» Data excerpts:
################
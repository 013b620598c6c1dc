use parkir_core::LedgerResult;
use std::future::Future;
use std::time::Duration;
use tracing::warn;

/// Bounded retry with exponential backoff, for transient storage contention only.
#[derive(Debug, Clone, Copy)]
pub struct RetryPolicy {
    pub max_retries: u32,
    pub base_backoff: Duration,
}

impl RetryPolicy {
    pub fn new(max_retries: u32, base_backoff: Duration) -> Self {
        Self {
            max_retries,
            base_backoff,
        }
    }

    pub fn none() -> Self {
        Self::new(0, Duration::ZERO)
    }

    pub async fn run<T, F, Fut>(&self, operation: &str, mut attempt_fn: F) -> LedgerResult<T>
    where
        F: FnMut() -> Fut,
        Fut: Future<Output = LedgerResult<T>>,
    {
        let mut attempt = 0u32;
        loop {
            match attempt_fn().await {
                Err(err) if err.is_transient() && attempt < self.max_retries => {
                    let backoff = self.base_backoff.saturating_mul(2u32.saturating_pow(attempt));
                    attempt += 1;
                    warn!(
                        operation,
                        attempt,
                        backoff_ms = backoff.as_millis() as u64,
                        "Transient storage contention, retrying: {}",
                        err
                    );
                    tokio::time::sleep(backoff).await;
                }
                result => return result,
            }
        }
    }
}

impl Default for RetryPolicy {
    fn default() -> Self {
        Self::new(3, Duration::from_millis(20))
    }
}
//! Gate passes: HS256-signed, time-boxed, single-use tokens bound to one booking.
//!
//! Signature and expiry checks are stateless. Single use is enforced by the
//! caller through `QrTokenRepository::mark_used` on the token's `jti`.

use chrono::{DateTime, Duration, TimeZone, Utc};
use jsonwebtoken::{decode, encode, Algorithm, DecodingKey, EncodingKey, Header, Validation};
use parkir_core::{LedgerError, LedgerResult, QrKind};
use serde::{Deserialize, Serialize};
use uuid::Uuid;

#[derive(Debug, Clone, Serialize, Deserialize, PartialEq)]
pub struct QrClaims {
    pub jti: Uuid,
    pub booking_id: Uuid,
    pub kind: QrKind,
    pub iat: i64,
    pub exp: i64,
}

#[derive(Debug, Clone, Serialize)]
pub struct IssuedQr {
    pub token: String,
    pub kind: QrKind,
    pub booking_id: Uuid,
    pub issued_at: DateTime<Utc>,
    pub expires_at: DateTime<Utc>,
}

#[derive(Clone)]
pub struct QrGateAuthority {
    encoding: EncodingKey,
    decoding: DecodingKey,
    validity: Duration,
}

impl QrGateAuthority {
    /// Fails `Validation` when the window does not fit a timestamp.
    pub fn new(secret: &str, validity_seconds: u64) -> LedgerResult<Self> {
        let validity = i64::try_from(validity_seconds)
            .ok()
            .and_then(Duration::try_seconds)
            .ok_or_else(|| {
                LedgerError::Validation(format!("QR validity of {} seconds is out of range", validity_seconds))
            })?;
        Ok(Self {
            encoding: EncodingKey::from_secret(secret.as_bytes()),
            decoding: DecodingKey::from_secret(secret.as_bytes()),
            validity,
        })
    }

    pub fn mint(&self, booking_id: Uuid, kind: QrKind, now: DateTime<Utc>) -> LedgerResult<IssuedQr> {
        let expires_at = now
            .checked_add_signed(self.validity)
            .ok_or_else(|| LedgerError::Validation("QR expiry is out of range".into()))?;
        let claims = QrClaims {
            jti: Uuid::new_v4(),
            booking_id,
            kind,
            iat: now.timestamp(),
            exp: expires_at.timestamp(),
        };

        let token = encode(&Header::new(Algorithm::HS256), &claims, &self.encoding)
            .map_err(|e| LedgerError::Storage(format!("QR signing failed: {}", e)))?;

        Ok(IssuedQr {
            token,
            kind,
            booking_id,
            issued_at: now,
            expires_at,
        })
    }

    /// Checks signature, expiry against `now`, and kind.
    pub fn verify(&self, token: &str, expected: QrKind, now: DateTime<Utc>) -> LedgerResult<QrClaims> {
        let mut validation = Validation::new(Algorithm::HS256);
        // Expiry is checked below against the caller's clock, without leeway.
        validation.validate_exp = false;

        let claims = decode::<QrClaims>(token, &self.decoding, &validation)
            .map_err(|_| LedgerError::TokenInvalid("malformed or forged token".into()))?
            .claims;

        if now.timestamp() >= claims.exp {
            let expired_at = Utc
                .timestamp_opt(claims.exp, 0)
                .single()
                .map(|t| t.to_rfc3339())
                .unwrap_or_else(|| claims.exp.to_string());
            return Err(LedgerError::TokenInvalid(format!("token expired at {}", expired_at)));
        }

        if claims.kind != expected {
            return Err(LedgerError::TokenInvalid(format!(
                "{} token presented at {} gate",
                claims.kind, expected
            )));
        }

        Ok(claims)
    }
}

#[cfg(test)]
mod tests {
    use super::*;

    #[test]
    fn minted_token_verifies_until_expiry() {
        let authority = QrGateAuthority::new("qr-secret", 60).unwrap();
        let booking_id = Uuid::new_v4();
        let now = Utc::now();

        let issued = authority.mint(booking_id, QrKind::Entry, now).unwrap();
        assert_eq!(issued.expires_at - issued.issued_at, Duration::seconds(60));

        let claims = authority.verify(&issued.token, QrKind::Entry, now + Duration::seconds(59)).unwrap();
        assert_eq!(claims.booking_id, booking_id);

        let err = authority
            .verify(&issued.token, QrKind::Entry, now + Duration::seconds(60))
            .unwrap_err();
        assert!(matches!(err, LedgerError::TokenInvalid(_)));
    }

    #[test]
    fn wrong_kind_is_rejected() {
        let authority = QrGateAuthority::new("qr-secret", 60).unwrap();
        let issued = authority.mint(Uuid::new_v4(), QrKind::Exit, Utc::now()).unwrap();
        assert!(matches!(
            authority.verify(&issued.token, QrKind::Entry, Utc::now()),
            Err(LedgerError::TokenInvalid(_))
        ));
    }

    #[test]
    fn tokens_from_another_key_are_rejected() {
        let minter = QrGateAuthority::new("a", 60).unwrap();
        let issued = minter.mint(Uuid::new_v4(), QrKind::Entry, Utc::now()).unwrap();
        let other = QrGateAuthority::new("b", 60).unwrap();
        assert!(other.verify(&issued.token, QrKind::Entry, Utc::now()).is_err());
    }

    #[test]
    fn out_of_range_validity_is_rejected_without_panicking() {
        assert!(matches!(QrGateAuthority::new("qr-secret", u64::MAX), Err(LedgerError::Validation(_))));
        assert!(matches!(
            QrGateAuthority::new("qr-secret", i64::MAX as u64),
            Err(LedgerError::Validation(_))
        ));

        // Representable as a duration but not as an expiry date.
        let authority = QrGateAuthority::new("qr-secret", 1_000_000_000_000_000).unwrap();
        assert!(matches!(
            authority.mint(Uuid::new_v4(), QrKind::Entry, Utc::now()),
            Err(LedgerError::Validation(_))
        ));
    }

    #[test]
    fn every_mint_has_a_fresh_id() {
        let authority = QrGateAuthority::new("qr-secret", 60).unwrap();
        let now = Utc::now();
        let booking_id = Uuid::new_v4();
        let a = authority.mint(booking_id, QrKind::Entry, now).unwrap();
        let b = authority.mint(booking_id, QrKind::Entry, now).unwrap();
        assert_ne!(a.token, b.token);
    }
}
################
» Instructions to follow: Return only the exact lines from the opening of the records through the line that contains "F: FnMut() ->", both included.

» Result for this exercise:
repository 013b620598c6c1dc
use parkir_core::LedgerResult;
use std::future::Future;
use std::time::Duration;
use tracing::warn;

/// Bounded retry with exponential backoff, for transient storage contention only.
#[derive(Debug, Clone, Copy)]
pub struct RetryPolicy {
    pub max_retries: u32,
    pub base_backoff: Duration,
}

impl RetryPolicy {
    pub fn new(max_retries: u32, base_backoff: Duration) -> Self {
        Self {
            max_retries,
            base_backoff,
        }
    }

    pub fn none() -> Self {
        Self::new(0, Duration::ZERO)
    }

    pub async fn run<T, F, Fut>(&self, operation: &str, mut attempt_fn: F) -> LedgerResult<T>
    where
        F: FnMut() -> Fut,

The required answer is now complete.